*YOUR GOAL*.
Begin at the first line of the records below and, please, give each line again exactly until the line with "impl CampaignBackend for" is included.

[Stored items]

● ● ● ● ●

//! Test doubles for the runtime seams.

use futures::future::BoxFuture;
use promo_runtime::{
    CampaignBackend, CampaignRequest, Error, ImpressionSource, Result, Step, Surface,
};
use std::collections::HashMap;
use std::sync::Mutex;
use std::sync::atomic::{AtomicUsize, Ordering};

#[derive(Debug, Clone, Copy, PartialEq, Eq)]
pub enum BackendCall {
    Delete,
    Free,
}

/// Backend that records every request instead of sending it.
#[derive(Debug, Default)]
pub struct RecordingBackend {
    calls: Mutex<Vec<(BackendCall, CampaignRequest)>>,
}

impl RecordingBackend {
    pub fn new() -> Self {
        Self::default()
    }

    pub fn calls(&self) -> Vec<(BackendCall, CampaignRequest)> {
        self.calls.lock().map(|c| c.clone()).unwrap_or_default()
    }

    pub fn count(&self, kind: BackendCall) -> usize {
        self.calls().iter().filter(|(k, _)| *k == kind).count()
    }

    fn record(&self, kind: BackendCall, request: CampaignRequest) {
        if let Ok(mut calls) = self.calls.lock() {
            calls.push((kind, request));
        }
    }
}

impl CampaignBackend for RecordingBackend {
    fn delete_campaign(&self, request: CampaignRequest) {
        self.record(BackendCall::Delete, request);
    }

    fn mark_free(&self, request: CampaignRequest) {
        self.record(BackendCall::Free, request);
    }
}

/// Impression source backed by a fixed map; counts lookups.
#[derive(Debug, Default)]
pub struct StaticImpressions {
    by_target: HashMap<String, u64>,
    lookups: AtomicUsize,
}

impl StaticImpressions {
    pub fn new() -> Self {
        Self::default()
    }

    pub fn with(mut self, target: &str, daily: u64) -> Self {
        self.by_target.insert(target.to_string(), daily);
        self
    }

    pub fn lookups(&self) -> usize {
        self.lookups.load(Ordering::SeqCst)
    }
}

impl ImpressionSource for StaticImpressions {
    fn daily_impressions<'a>(&'a self, target: &'a str) -> BoxFuture<'a, Result<u64>> {
        self.lookups.fetch_add(1, Ordering::SeqCst);
        let found = self.by_target.get(target).copied();
        Box::pin(async move {
            found.ok_or_else(|| Error::InvalidOperation(format!("no impressions for '{}'", target)))
        })
    }
}

/// Surface that keeps every applied step and counts `done` calls.
#[derive(Debug, Default)]
pub struct RecordingSurface {
    pub steps: Vec<Step>,
    pub done_calls: usize,
}

impl RecordingSurface {
    pub fn new() -> Self {
        Self::default()
    }
}

impl Surface for RecordingSurface {
    fn apply(&mut self, step: &Step) -> Result<()> {
        self.steps.push(step.clone());
        Ok(())
    }

    fn done(&mut self) {
        self.done_calls += 1;
    }
}

#[cfg(test)]
mod tests {
    use super::*;
    use promo_types::CampaignId;

    #[test]
    fn test_recording_backend_keeps_order() {
        let backend = RecordingBackend::new();
        let request = CampaignRequest {
            campaign_id36: CampaignId::from_number(7),
            link_id: "t3_abc".to_string(),
        };
        backend.mark_free(request.clone());
        backend.delete_campaign(request);

        let kinds: Vec<_> = backend.calls().into_iter().map(|(k, _)| k).collect();
        assert_eq!(kinds, vec![BackendCall::Free, BackendCall::Delete]);
    }

    #[tokio::test]
    async fn test_static_impressions_counts_lookups() {
        let source = StaticImpressions::new().with("pics", 1200);
        assert_eq!(source.daily_impressions("pics").await.ok(), Some(1200));
        assert!(source.daily_impressions("").await.is_err());
        assert_eq!(source.lookups(), 2);
    }
}
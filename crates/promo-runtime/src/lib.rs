pub mod backend;
pub mod board;
pub mod cache;
pub mod config;
pub mod error;
pub mod form;
pub mod http;
pub mod logging;
pub mod picker;
pub mod session;
pub mod table;
pub mod transition;

pub use backend::{CampaignBackend, CampaignRequest, FixedImpressions, ImpressionSource, OfflineBackend};
pub use board::Board;
pub use cache::ImpressionsCache;
pub use config::{Config, resolve_data_dir};
pub use error::{Error, Result};
pub use form::{ErrorMark, FormController, FormFields, FormMode, FormState};
pub use http::HttpBackend;
pub use picker::{DatePicker, end_date_picker, start_date_picker};
pub use session::{EditSession, FormPlacement};
pub use table::{CampaignLimit, CampaignTable, CreateOutcome, Navigation, TableRow};
pub use transition::{Completed, Element, LogSurface, Step, Surface, Transition, TransitionRunner};
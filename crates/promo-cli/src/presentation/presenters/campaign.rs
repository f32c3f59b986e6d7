use crate::presentation::view_models::{
    CampaignActionViewModel, CampaignListViewModel, CampaignRowViewModel, NavigationViewModel,
};
use promo_runtime::{CampaignTable, Navigation, TableRow};
use promo_types::{CampaignId, format_form_date};

pub fn present_campaign_row(row: &TableRow) -> CampaignRowViewModel {
    let campaign = &row.campaign;
    let controls = row.controls.as_ref();

    CampaignRowViewModel {
        id: campaign.id.to_string(),
        start: format_form_date(campaign.start_date),
        end: format_form_date(campaign.end_date),
        duration: campaign.duration,
        bid: campaign.bid.to_string(),
        spent: campaign.spent.map(|s| s.to_string()),
        cpm_cents: campaign.cpm.cents(),
        speed: campaign.speed.to_string(),
        targeting: campaign.targeting.to_string(),
        css_class: row.css_class.clone(),
        actions: controls
            .map(|c| c.actions.iter().map(|a| a.label().to_string()).collect())
            .unwrap_or_default(),
        price_control: controls
            .and_then(|c| c.price.label())
            .map(str::to_string),
        info: controls.and_then(|c| c.info.clone()),
    }
}

pub fn present_campaign_list(table: &CampaignTable) -> CampaignListViewModel {
    let limit = table.check_number_of_campaigns();
    CampaignListViewModel {
        link_id: table.link_id().to_string(),
        max_campaigns: limit.max,
        limit_reached: limit.reached,
        campaigns: table.rows().iter().map(present_campaign_row).collect(),
    }
}

pub fn present_campaign_action(
    action: &str,
    id: &CampaignId,
    table: &CampaignTable,
    steps: usize,
) -> CampaignActionViewModel {
    CampaignActionViewModel {
        action: action.to_string(),
        id: id.to_string(),
        campaign: table.row(id).map(present_campaign_row),
        steps,
        remaining: table.len(),
    }
}

pub fn present_navigation(navigation: Navigation) -> NavigationViewModel {
    NavigationViewModel {
        id: navigation.campaign.to_string(),
        url: navigation.url,
    }
}
use anyhow::{Result, anyhow};
use once_cell::sync::OnceCell;
use promo_runtime::{Board, CampaignTable, Config, FormController};
use std::path::{Path, PathBuf};

use crate::types::OutputFormat;

pub struct ExecutionContext {
    data_dir: PathBuf,
    config: OnceCell<Config>,
    pub format: OutputFormat,
}

impl ExecutionContext {
    pub fn new(data_dir: PathBuf, format: OutputFormat) -> Self {
        Self {
            data_dir,
            config: OnceCell::new(),
            format,
        }
    }

    pub fn data_dir(&self) -> &Path {
        &self.data_dir
    }

    pub fn json_mode(&self) -> bool {
        self.format == OutputFormat::Json
    }

    pub fn config_path(&self) -> PathBuf {
        Config::path_in(&self.data_dir)
    }

    pub fn config(&self) -> Result<&Config> {
        self.config
            .get_or_try_init(|| Config::load_from(&self.config_path()).map_err(Into::into))
    }

    pub fn form(&self) -> Result<FormController> {
        let config = self.config()?;
        Ok(FormController::new(config.bid_policy()?, config.base_cpm()?))
    }

    pub fn link_id(&self) -> Result<&str> {
        let link_id = self.config()?.link_id();
        if link_id.is_empty() {
            return Err(anyhow!(
                "No link_id configured. Run 'promo config init --link-id <fullname>' first."
            ));
        }
        Ok(link_id)
    }

    pub fn load_table(&self) -> Result<CampaignTable> {
        let board = Board::load_or_new(&self.data_dir, self.link_id()?)?;
        Ok(board.into_table(self.config()?.limits.max_campaigns))
    }

    pub fn save_table(&self, table: &CampaignTable) -> Result<()> {
        Board::from_table(table).save(&self.data_dir)?;
        Ok(())
    }
}

#[cfg(test)]
mod tests {
    use super::*;
    use tempfile::TempDir;

    #[test]
    fn test_missing_config_uses_defaults() -> Result<()> {
        let temp_dir = TempDir::new()?;
        let ctx = ExecutionContext::new(temp_dir.path().to_path_buf(), OutputFormat::Plain);
        assert_eq!(ctx.config()?.limits.max_campaigns, 20);
        assert!(ctx.link_id().is_err());
        Ok(())
    }

    #[test]
    fn test_load_table_from_board() -> Result<()> {
        let temp_dir = TempDir::new()?;
        std::fs::write(
            temp_dir.path().join("config.toml"),
            "link_id = \"t3_abc\"\n[limits]\nmax_campaigns = 2\n",
        )?;
        let ctx = ExecutionContext::new(temp_dir.path().to_path_buf(), OutputFormat::Json);

        let table = ctx.load_table()?;
        assert!(table.is_empty());
        assert_eq!(table.link_id(), "t3_abc");
        assert!(!table.check_number_of_campaigns().reached);
        Ok(())
    }
}
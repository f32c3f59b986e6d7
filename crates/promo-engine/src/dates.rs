use chrono::{Duration, NaiveDate, NaiveDateTime};
use promo_types::parse_form_date;

/// Read a date field and shift it by `offset_ms`.
///
/// Returns `None` when the field is empty or unparseable, which leaves the
/// corresponding picker bound open.
pub fn date_from_input(value: &str, offset_ms: i64) -> Option<NaiveDateTime> {
    let date = parse_form_date(value).ok()?;
    let midnight = date.and_hms_opt(0, 0, 0)?;
    midnight.checked_add_signed(Duration::milliseconds(offset_ms))
}

/// Corrected end date when `end` is not after `start`, else `None`.
pub fn enforce_end_after_start(start: NaiveDate, end: NaiveDate) -> Option<NaiveDate> {
    if start >= end {
        start.succ_opt()
    } else {
        None
    }
}

/// Same as [`enforce_end_after_start`] but over raw field values.
///
/// An unparseable field never triggers a correction.
pub fn enforce_end_after_start_fields(start: &str, end: &str) -> Option<NaiveDate> {
    let start = parse_form_date(start).ok()?;
    let end = parse_form_date(end).ok()?;
    enforce_end_after_start(start, end)
}

#[cfg(test)]
mod tests {
    use super::*;
    use promo_types::MS_PER_DAY;

    fn date(m: u32, d: u32) -> NaiveDate {
        NaiveDate::from_ymd_opt(2013, m, d).unwrap()
    }

    #[test]
    fn test_date_from_input_applies_offset() {
        let shifted = date_from_input("5/1/2013", MS_PER_DAY).unwrap();
        assert_eq!(shifted.date(), date(5, 2));
        assert!(date_from_input("", 0).is_none());
    }

    #[test]
    fn test_end_before_start_is_corrected() {
        assert_eq!(enforce_end_after_start(date(5, 4), date(5, 1)), Some(date(5, 5)));
        assert_eq!(enforce_end_after_start(date(5, 4), date(5, 4)), Some(date(5, 5)));
        assert_eq!(enforce_end_after_start(date(5, 4), date(5, 6)), None);
    }

    #[test]
    fn test_month_rollover() {
        assert_eq!(
            enforce_end_after_start(date(1, 31), date(1, 2)),
            Some(date(2, 1))
        );
    }

    #[test]
    fn test_unparseable_fields_leave_end_alone() {
        assert_eq!(enforce_end_after_start_fields("5/4/2013", "soon"), None);
        assert_eq!(
            enforce_end_after_start_fields("5/4/2013", "5/2/2013"),
            Some(date(5, 5))
        );
    }
}
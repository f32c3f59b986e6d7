use crate::{Cpm, Dollars, Error, Result, format_form_date};
use chrono::NaiveDate;
use regex::Regex;
use serde::{Deserialize, Serialize};
use std::fmt;
use std::sync::OnceLock;

fn id36_pattern() -> &'static Regex {
    static PATTERN: OnceLock<Regex> = OnceLock::new();
    PATTERN.get_or_init(|| Regex::new(r"^[0-9a-z]+$").expect("static regex"))
}

/// Base-36 campaign identifier (`campaign_id36`).
#[derive(Debug, Clone, PartialEq, Eq, Hash, PartialOrd, Ord, Serialize, Deserialize)]
#[serde(try_from = "String", into = "String")]
pub struct CampaignId(String);

impl CampaignId {
    pub fn parse(value: &str) -> Result<Self> {
        let normalized = value.trim().to_ascii_lowercase();
        if !id36_pattern().is_match(&normalized) {
            return Err(Error::InvalidCampaignId(value.to_string()));
        }
        Ok(Self(normalized))
    }

    /// Encode a numeric id in base 36.
    pub fn from_number(mut n: u64) -> Self {
        const DIGITS: &[u8] = b"0123456789abcdefghijklmnopqrstuvwxyz";
        if n == 0 {
            return Self("0".to_string());
        }
        let mut buf = Vec::new();
        while n > 0 {
            buf.push(DIGITS[(n % 36) as usize]);
            n /= 36;
        }
        buf.reverse();
        Self(String::from_utf8_lossy(&buf).into_owned())
    }

    pub fn as_str(&self) -> &str {
        &self.0
    }

    pub fn to_number(&self) -> Option<u64> {
        u64::from_str_radix(&self.0, 36).ok()
    }
}

impl TryFrom<String> for CampaignId {
    type Error = Error;

    fn try_from(value: String) -> Result<Self> {
        Self::parse(&value)
    }
}

impl From<CampaignId> for String {
    fn from(id: CampaignId) -> Self {
        id.0
    }
}

impl fmt::Display for CampaignId {
    fn fmt(&self, f: &mut fmt::Formatter<'_>) -> fmt::Result {
        f.write_str(&self.0)
    }
}

impl std::str::FromStr for CampaignId {
    type Err = Error;

    fn from_str(s: &str) -> Result<Self> {
        Self::parse(s)
    }
}

/// Delivery speed radio value, opaque to the client.
#[derive(Debug, Clone, PartialEq, Eq, Hash, Serialize, Deserialize)]
#[serde(transparent)]
pub struct Speed(String);

impl Speed {
    pub fn new(value: impl Into<String>) -> Self {
        Self(value.into())
    }

    pub fn as_str(&self) -> &str {
        &self.0
    }
}

impl Default for Speed {
    fn default() -> Self {
        Self("standard".to_string())
    }
}

impl fmt::Display for Speed {
    fn fmt(&self, f: &mut fmt::Formatter<'_>) -> fmt::Result {
        f.write_str(&self.0)
    }
}

/// Where a campaign is delivered.
#[derive(Debug, Clone, PartialEq, Eq, Hash, Default, Serialize, Deserialize)]
#[serde(from = "String", into = "String")]
pub enum Targeting {
    #[default]
    Sitewide,
    Subreddit(String),
}

impl Targeting {
    /// Build from the hidden `targeting` field; empty means sitewide.
    pub fn from_field(value: &str) -> Self {
        let name = value.trim();
        if name.is_empty() {
            Targeting::Sitewide
        } else {
            Targeting::Subreddit(name.to_string())
        }
    }

    /// The lookup key used for impressions (empty string for sitewide).
    pub fn as_key(&self) -> &str {
        match self {
            Targeting::Sitewide => "",
            Targeting::Subreddit(name) => name,
        }
    }

    pub fn is_targeted(&self) -> bool {
        matches!(self, Targeting::Subreddit(_))
    }
}

impl From<String> for Targeting {
    fn from(value: String) -> Self {
        Targeting::from_field(&value)
    }
}

impl From<Targeting> for String {
    fn from(targeting: Targeting) -> Self {
        targeting.as_key().to_string()
    }
}

impl fmt::Display for Targeting {
    fn fmt(&self, f: &mut fmt::Formatter<'_>) -> fmt::Result {
        match self {
            Targeting::Sitewide => f.write_str("sitewide"),
            Targeting::Subreddit(name) => f.write_str(name),
        }
    }
}

/// Flag set sent by the server with every row.
#[derive(Debug, Clone, Default, PartialEq, Eq, Serialize, Deserialize)]
pub struct CampaignFlags {
    #[serde(default)]
    pub free: bool,
    #[serde(default)]
    pub live: bool,
    #[serde(default)]
    pub complete: bool,
    #[serde(default)]
    pub paid: bool,
    #[serde(default)]
    pub sponsor: bool,
    #[serde(default, skip_serializing_if = "Option::is_none")]
    pub pay_url: Option<String>,
    #[serde(default, skip_serializing_if = "Option::is_none")]
    pub view_live_url: Option<String>,
}

/// Validated `[start, end)` date range; end is strictly after start.
#[derive(Debug, Clone, Copy, PartialEq, Eq, Serialize, Deserialize)]
pub struct DateRange {
    start: NaiveDate,
    end: NaiveDate,
}

impl DateRange {
    pub fn new(start: NaiveDate, end: NaiveDate) -> Result<Self> {
        if end <= start {
            return Err(Error::InvalidDateRange {
                start: format_form_date(start),
                end: format_form_date(end),
            });
        }
        Ok(Self { start, end })
    }

    pub fn start(&self) -> NaiveDate {
        self.start
    }

    pub fn end(&self) -> NaiveDate {
        self.end
    }

    pub fn days(&self) -> u32 {
        (self.end - self.start).num_days() as u32
    }

    pub fn dates(&self) -> impl Iterator<Item = NaiveDate> + '_ {
        self.start.iter_days().take_while(move |d| *d < self.end)
    }
}

/// One row of the existing-campaigns table.
#[derive(Debug, Clone, PartialEq, Serialize, Deserialize)]
pub struct CampaignRow {
    pub id: CampaignId,
    pub start_date: NaiveDate,
    pub end_date: NaiveDate,
    pub duration: u32,
    pub bid: Dollars,
    #[serde(default, skip_serializing_if = "Option::is_none")]
    pub spent: Option<Dollars>,
    pub cpm: Cpm,
    pub speed: Speed,
    #[serde(default)]
    pub targeting: Targeting,
    #[serde(default)]
    pub flags: CampaignFlags,
    /// Set once a freebie request went out; hides the free control.
    #[serde(default, skip_serializing_if = "std::ops::Not::not")]
    pub free_requested: bool,
}

impl CampaignRow {
    pub fn range(&self) -> Result<DateRange> {
        DateRange::new(self.start_date, self.end_date)
    }

    /// Visible cells in table order: start, end, duration, bid, speed, targeting.
    pub fn cells(&self) -> [String; 6] {
        [
            format_form_date(self.start_date),
            format_form_date(self.end_date),
            self.duration.to_string(),
            self.bid.to_string(),
            self.speed.to_string(),
            self.targeting.as_key().to_string(),
        ]
    }
}

#[cfg(test)]
mod tests {
    use super::*;

    #[test]
    fn test_campaign_id_roundtrips_base36() {
        let id = CampaignId::from_number(1_000_000);
        assert_eq!(id.as_str(), "lfls");
        assert_eq!(id.to_number(), Some(1_000_000));
        assert_eq!(CampaignId::from_number(0).as_str(), "0");
    }

    #[test]
    fn test_campaign_id_rejects_symbols() {
        assert!(CampaignId::parse("ab-12").is_err());
        assert!(CampaignId::parse("").is_err());
        assert_eq!(CampaignId::parse("AbC").unwrap().as_str(), "abc");
    }

    #[test]
    fn test_targeting_from_empty_field_is_sitewide() {
        assert_eq!(Targeting::from_field("  "), Targeting::Sitewide);
        assert_eq!(
            Targeting::from_field("pics"),
            Targeting::Subreddit("pics".to_string())
        );
        assert!(!Targeting::Sitewide.is_targeted());
        assert_eq!(Targeting::Sitewide.as_key(), "");
    }

    #[test]
    fn test_date_range_requires_end_after_start() {
        let start = NaiveDate::from_ymd_opt(2013, 5, 1).unwrap();
        assert!(DateRange::new(start, start).is_err());
        let range = DateRange::new(start, NaiveDate::from_ymd_opt(2013, 5, 4).unwrap()).unwrap();
        assert_eq!(range.days(), 3);
        assert_eq!(range.dates().count(), 3);
    }

    #[test]
    fn test_row_deserializes_with_missing_flags() {
        let row: CampaignRow = serde_json::from_str(
            r#"{"id":"1a","start_date":"2013-05-01","end_date":"2013-05-04",
                "duration":3,"bid":50.0,"cpm":250,"speed":"standard","targeting":"pics"}"#,
        )
        .unwrap();
        assert_eq!(row.flags, CampaignFlags::default());
        assert_eq!(row.targeting, Targeting::Subreddit("pics".to_string()));
        assert_eq!(row.cells()[3], "$50");
    }
}
//! Assertions over the `--format json` output envelope.

use anyhow::{Context, Result};
use serde_json::Value;

/// Assert the badge outcome (`done`, `unchanged`, `below_minimum`, ...).
pub fn assert_outcome(json: &Value, expected: &str) -> Result<()> {
    let outcome = json["badge"]["outcome"]
        .as_str()
        .context("Expected 'badge.outcome' string in JSON")?;

    if outcome != expected {
        anyhow::bail!("Expected outcome {}, got {}", expected, outcome);
    }

    Ok(())
}

/// Assert that the campaign list has `expected` rows.
pub fn assert_campaign_count(json: &Value, expected: usize) -> Result<()> {
    let campaigns = json["content"]["campaigns"]
        .as_array()
        .context("Expected 'content.campaigns' array in JSON")?;

    if campaigns.len() != expected {
        anyhow::bail!("Expected {} campaigns, got {}", expected, campaigns.len());
    }

    Ok(())
}

/// Assert that a campaign row with `id` is present and return it.
pub fn find_campaign<'a>(json: &'a Value, id: &str) -> Result<&'a Value> {
    json["content"]["campaigns"]
        .as_array()
        .context("Expected 'content.campaigns' array in JSON")?
        .iter()
        .find(|c| c["id"].as_str() == Some(id))
        .with_context(|| format!("Campaign {} not found", id))
}

/// Assert that the row with `id` exposes `action` among its controls.
pub fn assert_campaign_allows(json: &Value, id: &str, action: &str) -> Result<()> {
    let campaign = find_campaign(json, id)?;
    let actions: Vec<&str> = campaign["actions"]
        .as_array()
        .with_context(|| format!("Campaign {} has no 'actions' array", id))?
        .iter()
        .filter_map(|a| a.as_str())
        .collect();

    if !actions.contains(&action) {
        anyhow::bail!("Campaign {} does not allow {}: {:?}", id, action, actions);
    }

    Ok(())
}
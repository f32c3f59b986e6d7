use crate::types::{ExportFormat, LogLevel, OutputFormat};
use clap::{Args, Parser, Subcommand};
use std::path::PathBuf;

#[derive(Parser)]
#[command(name = "promo")]
#[command(about = "Plan and manage sponsored link campaigns", long_about = None)]
#[command(version)]
pub struct Cli {
    /// Data directory (default: $PROMO_PATH, then the XDG data dir)
    #[arg(long, global = true)]
    pub data_dir: Option<String>,

    #[arg(long, default_value = "plain", global = true)]
    pub format: OutputFormat,

    #[arg(long, default_value = "warn", global = true)]
    pub log_level: LogLevel,

    #[command(subcommand)]
    pub command: Option<Commands>,
}

/// Campaign draft as typed into the form.
#[derive(Args, Debug, Clone)]
pub struct DraftArgs {
    /// First day, M/D/YYYY or YYYY-MM-DD
    #[arg(long)]
    pub start: String,

    /// Day after the last day, M/D/YYYY or YYYY-MM-DD
    #[arg(long)]
    pub end: String,

    /// Total budget in dollars
    #[arg(long)]
    pub bid: String,

    /// Price per 1000 impressions in cents (defaults to pricing.base_cpm)
    #[arg(long)]
    pub cpm: Option<u32>,

    /// Restrict delivery to one subreddit
    #[arg(long)]
    pub target: Option<String>,
}

#[derive(Subcommand)]
pub enum Commands {
    /// Duration, price and impressions for a draft, with bid checks
    Quote {
        #[command(flatten)]
        draft: DraftArgs,
    },

    /// Compare a draft with the impressions its target can deliver
    Forecast {
        #[command(flatten)]
        draft: DraftArgs,

        /// Use this daily count instead of asking the backend
        #[arg(long)]
        daily_impressions: Option<u64>,
    },

    Campaign {
        #[command(subcommand)]
        command: CampaignCommand,
    },

    Config {
        #[command(subcommand)]
        command: ConfigCommand,
    },
}

#[derive(Subcommand)]
pub enum CampaignCommand {
    /// Show the campaign table with each row's controls
    List,

    /// Validate a draft and add it to the table
    New {
        #[command(flatten)]
        draft: DraftArgs,

        #[arg(long, default_value = "standard")]
        speed: String,
    },

    /// Load a row into the form, apply changes and save it
    Edit {
        id: String,

        #[arg(long)]
        start: Option<String>,

        #[arg(long)]
        end: Option<String>,

        #[arg(long)]
        bid: Option<String>,

        #[arg(long)]
        cpm: Option<u32>,

        #[arg(long, conflicts_with = "sitewide")]
        target: Option<String>,

        /// Drop subreddit targeting
        #[arg(long)]
        sitewide: bool,
    },

    /// Remove a campaign and tell the backend
    Delete { id: String },

    /// Request a freebie for a campaign
    Free { id: String },

    /// Print the payment URL of a campaign
    Pay { id: String },

    /// Print the live view URL of a campaign
    View { id: String },

    /// Write the table to a file or stdout
    Export {
        #[arg(long, default_value = "csv")]
        export_format: ExportFormat,

        #[arg(long)]
        output: Option<PathBuf>,
    },
}

#[derive(Subcommand)]
pub enum ConfigCommand {
    /// Print the effective configuration
    Show,

    /// Write config.toml into the data directory
    Init {
        #[arg(long)]
        link_id: String,

        #[arg(long)]
        base_url: Option<String>,

        #[arg(long)]
        max_campaigns: Option<usize>,

        /// Overwrite an existing config
        #[arg(long)]
        force: bool,
    },
}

● ● ● ● ●

*ANSWER TO THE EXERCISE*.
//! Test doubles for the runtime seams.

use futures::future::BoxFuture;
use promo_runtime::{
    CampaignBackend, CampaignRequest, Error, ImpressionSource, Result, Step, Surface,
};
use std::collections::HashMap;
use std::sync::Mutex;
use std::sync::atomic::{AtomicUsize, Ordering};

#[derive(Debug, Clone, Copy, PartialEq, Eq)]
pub enum BackendCall {
    Delete,
    Free,
}

/// Backend that records every request instead of sending it.
#[derive(Debug, Default)]
pub struct RecordingBackend {
    calls: Mutex<Vec<(BackendCall, CampaignRequest)>>,
}

impl RecordingBackend {
    pub fn new() -> Self {
        Self::default()
    }

    pub fn calls(&self) -> Vec<(BackendCall, CampaignRequest)> {
        self.calls.lock().map(|c| c.clone()).unwrap_or_default()
    }

    pub fn count(&self, kind: BackendCall) -> usize {
        self.calls().iter().filter(|(k, _)| *k == kind).count()
    }

    fn record(&self, kind: BackendCall, request: CampaignRequest) {
        if let Ok(mut calls) = self.calls.lock() {
            calls.push((kind, request));
        }
    }
}

impl CampaignBackend for RecordingBackend {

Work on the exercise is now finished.